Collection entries
★ ★ ★
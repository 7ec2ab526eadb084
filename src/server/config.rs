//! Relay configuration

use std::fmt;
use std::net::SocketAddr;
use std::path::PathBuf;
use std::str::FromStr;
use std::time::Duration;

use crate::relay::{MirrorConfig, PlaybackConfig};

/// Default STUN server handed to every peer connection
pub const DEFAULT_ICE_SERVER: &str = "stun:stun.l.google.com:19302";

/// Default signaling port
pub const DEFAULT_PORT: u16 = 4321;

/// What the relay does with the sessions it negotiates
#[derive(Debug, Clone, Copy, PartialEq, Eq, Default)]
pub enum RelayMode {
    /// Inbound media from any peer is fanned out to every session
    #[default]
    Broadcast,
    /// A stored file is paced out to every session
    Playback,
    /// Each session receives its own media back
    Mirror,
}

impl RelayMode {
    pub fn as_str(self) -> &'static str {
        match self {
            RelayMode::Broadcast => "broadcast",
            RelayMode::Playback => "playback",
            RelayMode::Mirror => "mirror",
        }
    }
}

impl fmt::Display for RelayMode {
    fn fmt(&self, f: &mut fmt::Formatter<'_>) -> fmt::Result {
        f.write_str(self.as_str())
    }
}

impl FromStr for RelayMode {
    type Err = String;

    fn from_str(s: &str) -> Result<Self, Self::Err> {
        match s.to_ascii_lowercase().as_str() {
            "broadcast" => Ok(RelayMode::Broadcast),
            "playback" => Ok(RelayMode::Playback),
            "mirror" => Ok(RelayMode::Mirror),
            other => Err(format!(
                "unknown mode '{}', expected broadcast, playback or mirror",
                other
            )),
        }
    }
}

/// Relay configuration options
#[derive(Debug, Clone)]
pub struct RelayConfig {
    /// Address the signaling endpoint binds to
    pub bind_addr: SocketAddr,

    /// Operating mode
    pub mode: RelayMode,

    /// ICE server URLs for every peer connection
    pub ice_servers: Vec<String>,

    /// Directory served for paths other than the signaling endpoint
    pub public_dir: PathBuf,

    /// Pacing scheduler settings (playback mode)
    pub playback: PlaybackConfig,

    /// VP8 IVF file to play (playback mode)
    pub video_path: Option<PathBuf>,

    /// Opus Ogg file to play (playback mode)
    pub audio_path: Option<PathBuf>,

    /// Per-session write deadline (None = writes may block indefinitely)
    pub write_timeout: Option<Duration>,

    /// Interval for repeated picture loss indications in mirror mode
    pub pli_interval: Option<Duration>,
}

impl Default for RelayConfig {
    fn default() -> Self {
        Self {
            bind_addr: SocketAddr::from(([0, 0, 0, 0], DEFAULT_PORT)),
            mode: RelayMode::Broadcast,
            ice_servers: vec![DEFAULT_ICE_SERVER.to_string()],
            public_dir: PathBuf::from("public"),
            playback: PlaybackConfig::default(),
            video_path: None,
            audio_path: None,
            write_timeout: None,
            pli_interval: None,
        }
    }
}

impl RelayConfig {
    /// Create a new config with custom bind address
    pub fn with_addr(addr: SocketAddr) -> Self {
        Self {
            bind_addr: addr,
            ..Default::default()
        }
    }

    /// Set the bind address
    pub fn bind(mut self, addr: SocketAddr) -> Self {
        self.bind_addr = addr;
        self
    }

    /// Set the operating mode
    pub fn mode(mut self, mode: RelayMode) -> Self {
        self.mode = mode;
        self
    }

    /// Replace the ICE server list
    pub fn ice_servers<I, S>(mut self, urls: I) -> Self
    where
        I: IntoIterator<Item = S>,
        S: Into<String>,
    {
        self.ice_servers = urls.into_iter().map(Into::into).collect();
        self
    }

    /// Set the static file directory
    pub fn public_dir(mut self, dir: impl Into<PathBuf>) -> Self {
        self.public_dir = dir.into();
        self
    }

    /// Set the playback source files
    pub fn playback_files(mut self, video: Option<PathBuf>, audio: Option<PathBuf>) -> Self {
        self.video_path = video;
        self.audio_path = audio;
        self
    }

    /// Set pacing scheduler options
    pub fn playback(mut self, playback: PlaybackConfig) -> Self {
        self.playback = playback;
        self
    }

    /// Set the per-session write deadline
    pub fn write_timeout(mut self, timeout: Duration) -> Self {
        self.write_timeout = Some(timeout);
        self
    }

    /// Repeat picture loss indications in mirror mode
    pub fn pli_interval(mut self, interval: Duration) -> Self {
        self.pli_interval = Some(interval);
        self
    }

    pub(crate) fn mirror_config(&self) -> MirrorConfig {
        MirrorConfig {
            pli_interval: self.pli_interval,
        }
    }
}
★ ★ ★
◆ **Exercise aim**
Above are some records. Copy each of their lines that holds the string "every".

◆ **Task solution**
/// Default STUN server handed to every peer connection
    /// Inbound media from any peer is fanned out to every session
    /// A stored file is paced out to every session
    /// ICE server URLs for every peer connection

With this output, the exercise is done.